A Florida website became the first known target of an election-focused cyberattack last year, when more than 2,500 "phantom requests" for absentee ballots were made from international locations, NBC News reported Monday.
The Miami Herald first reported in February about the irregularities on the election website, which took submissions for absentee ballots. The Herald found that 2,552 requests were filed to a Miami-Dade County elections website over a two-and-a-half week period in July, primarily targeting Democratic voters ahead of upcoming primary elections. They came on behalf of voters who had not actually applied for absentee ballots and were tracked to a few Internet Protocol addresses registered in India, the United Kingdom and other foreign countries.
From the NBC News report:
"It's the first documented attack I know of on an online U.S. election-related system that's not (involving) a mock election," said David Jefferson, a computer scientist at Lawrence Livermore National Laboratory who is on the board of directors of the Verified Voting Foundation and the California Voter Foundation.

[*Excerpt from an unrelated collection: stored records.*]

//! Scripted scheduling scenarios replayed on a virtual clock
//!
//! Each scenario builds a fresh scheduler over an [`EventLoop`] driven by a
//! [`ManualClock`]. Every `exec` call advances the clock by its cost, so the
//! replay is deterministic and takes no wall time.

use anyhow::{Context, Result};
use clap::ValueEnum;
use mapkit_scheduler::{
    EventLoop, FnWork, ManualClock, SchedulerConfig, SchedulerStats, Step, TaskManager,
    TaskSequence, TaskSpec,
};
use serde::Serialize;
use std::cell::RefCell;
use std::rc::Rc;
use std::time::Duration;

/// Named scenario
#[derive(Debug, Clone, Copy, PartialEq, Eq, ValueEnum, Serialize)]
#[serde(rename_all = "kebab-case")]
pub enum Scenario {
    /// One task overrunning a 2ms quota; a host timer slips in
    QuotaYield,
    /// The same task with a 100ms quota; the timer waits until the end
    QuotaNoYield,
    /// A 20ms tick budget forces yields within a generous quota
    TickBudget,
    /// Two equal-priority tasks keep FIFO order across tick yields
    EqualPriorityFifo,
    /// Sequence stages arbitrated against a mid-priority task
    SequencePriority,
    /// Sequence continuation runs ahead of equal-priority work
    SequenceContinuation,
}

/// Recorded outcome of a replay
#[derive(Debug, Serialize)]
pub struct Replay {
    pub scenario: Scenario,
    pub events: Vec<String>,
    #[serde(skip)]
    pub stats: SchedulerStats,
}

impl Scenario {
    /// Run the scenario to completion
    pub fn replay(self) -> Result<Replay> {
        tracing::debug!(scenario = ?self, "replaying scenario");
        let bench = match self {
            Scenario::QuotaYield => single_task(Some(ms(2)), None, 5, ms(6))?,
            Scenario::QuotaNoYield => single_task(Some(ms(100)), None, 5, ms(6))?,
            Scenario::TickBudget => single_task(Some(ms(200)), Some(ms(20)), 8, ms(10))?,
            Scenario::EqualPriorityFifo => equal_priority_fifo()?,
            Scenario::SequencePriority => sequence(5, 1, 3)?,
            Scenario::SequenceContinuation => sequence(3, 3, 3)?,
        };
        bench.host.run();

        let events = bench.log.borrow().clone();
        Ok(Replay {
            scenario: self,
            events,
            stats: bench.manager.stats(),
        })
    }
}

type Log = Rc<RefCell<Vec<String>>>;

struct Bench {
    clock: ManualClock,
    host: EventLoop,
    manager: TaskManager,
    log: Log,
}

impl Bench {
    fn new(config: SchedulerConfig) -> Self {
        let clock = ManualClock::new();
        let host = EventLoop::new(Rc::new(clock.clone()));
        let manager = TaskManager::new(config, Rc::new(host.clone()), Rc::new(clock.clone()));
        Self {
            clock,
            host,
            manager,
            log: Rc::new(RefCell::new(Vec::new())),
        }
    }

    /// Task of `execs` exec calls costing `cost` each
    fn task(&self, name: &'static str, execs: u32, cost: Duration) -> TaskSpec<FnWork<u32, u32, u32>> {
        let clock = self.clock.clone();
        let exec_log = self.log.clone();
        let done_log = self.log.clone();
        TaskSpec::from_fns(
            name,
            |_: u32| Ok(0),
            move |count: &mut u32| {
                clock.advance(cost);
                *count += 1;
                exec_log.borrow_mut().push(format!("{name}-exec"));
                Ok(if *count >= execs { Step::Done } else { Step::Continue })
            },
            move |count: u32| {
                done_log.borrow_mut().push(format!("{name}-done"));
                Ok(count)
            },
        )
    }

    /// Competing host work
    fn timer(&self, delay: Duration) {
        let log = self.log.clone();
        self.host
            .set_timeout(delay, move || log.borrow_mut().push("timer".to_string()));
    }
}

fn ms(value: u64) -> Duration {
    Duration::from_millis(value)
}

fn single_task(quota: Option<Duration>, tick_budget: Option<Duration>, execs: u32, cost: Duration) -> Result<Bench> {
    let mut config = SchedulerConfig::default();
    if let Some(budget) = tick_budget {
        config = config.with_tick_budget(budget);
    }
    let bench = Bench::new(config);

    let mut spec = bench.task("task", execs, cost);
    if let Some(quota) = quota {
        spec = spec.with_time_quota(quota);
    }
    bench.manager.create(spec)?.start(0)?;
    bench.timer(ms(2));
    Ok(bench)
}

fn equal_priority_fifo() -> Result<Bench> {
    let bench = Bench::new(SchedulerConfig::default().with_tick_budget(ms(20)));

    for name in ["task1", "task2"] {
        bench
            .manager
            .create(bench.task(name, 5, ms(10)).with_priority(1))?
            .start(0)
            .with_context(|| format!("failed to start {name}"))?;
    }
    bench.timer(ms(2));
    Ok(bench)
}

fn sequence(first: u32, second: u32, independent: u32) -> Result<Bench> {
    let bench = Bench::new(SchedulerConfig::default());

    let log = bench.log.clone();
    let pipeline = TaskSequence::builder("pipeline")
        .stage(bench.task("stage1", 1, ms(1)).with_priority(first))
        .stage(bench.task("stage2", 1, ms(1)).with_priority(second))
        .on_done(move |_| log.borrow_mut().push("sequence-done".to_string()))
        .build(&bench.manager);

    pipeline.start(0)?;
    bench
        .manager
        .create(bench.task("independent", 1, ms(1)).with_priority(independent))?
        .start(0)?;
    Ok(bench)
}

Other experts contacted by NBC News agreed that the attempt to obtain the ballots is the first known case of a cyberattack on voting, though they noted that there are so many local elections systems in use that it's possible that a similar attempt has gone unnoticed.
When election officials became aware of the irregularities, they blocked the incoming IP addresses and were eventually successful in stemming the flow of suspicious requests. Investigators initially closed their probe into the cyberattack earlier this year without identifying a suspect, but NBC reports that state officials say they have since re-opened the investigation in order to look into the matter again.

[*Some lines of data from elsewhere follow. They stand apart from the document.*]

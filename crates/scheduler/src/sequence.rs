//! Task sequences
//!
//! A [`TaskSequence`] chains task specs so that each stage's output becomes
//! the next stage's input. The next stage is created and started from
//! inside the previous stage's completion, as a continuation: it takes the
//! scheduler's current slot instead of queuing behind other work of the
//! same priority. Only strictly more urgent work can run between two
//! stages.
//!
//! A stage that pauses is resumed through [`TaskSequence::resume`]. Dropping
//! the sequence while a stage is paused ends it with [`TaskError::Dropped`].

use crate::error::{SchedulerError, TaskError};
use crate::scheduler::{TaskManager, WeakTaskManager};
use crate::task::{Sink, TaskCore, TaskHandle, TaskSpec, TaskState, Work};
use std::cell::RefCell;
use std::collections::VecDeque;
use std::rc::Rc;
use tokio::sync::oneshot;

/// One stage of a sequence, with its concrete work type erased
trait Stage<T> {
    fn name(&self) -> &str;

    fn launch(
        self: Box<Self>,
        manager: &TaskManager,
        input: T,
        sink: Sink<T>,
        continuation: bool,
    ) -> Result<Rc<TaskCore>, SchedulerError>;
}

impl<T, W> Stage<T> for TaskSpec<W>
where
    T: 'static,
    W: Work<Input = T, Output = T>,
{
    fn name(&self) -> &str {
        &self.name
    }

    fn launch(
        self: Box<Self>,
        manager: &TaskManager,
        input: T,
        sink: Sink<T>,
        continuation: bool,
    ) -> Result<Rc<TaskCore>, SchedulerError> {
        let task = manager.create(*self)?;
        task.launch(input, sink, continuation)?;
        Ok(task.into_stage())
    }
}

type SequenceDone<T> = Box<dyn FnOnce(&[T])>;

While the attack will likely lead to increased concern over cyber vulnerabilities -- especially in a number of others states where digital security for elections is more lax than in Florida -- Florida officials have outlined a set of recommendations in a grand jury report in hopes of enhancing security for online election resources.
That the Miami-Dade County Election Department upgrade its existing elections website to have secure access and modernized features. Voters should be able to access a secure site via login/password (similar to financial institutions) where they can access absentee ballot requests and update their voter information. Instructions on obtaining user names and passwords will be included with all voter registration mailings. Utilizing login and password features would limit the ability of future fraudulent absentee ballot requests.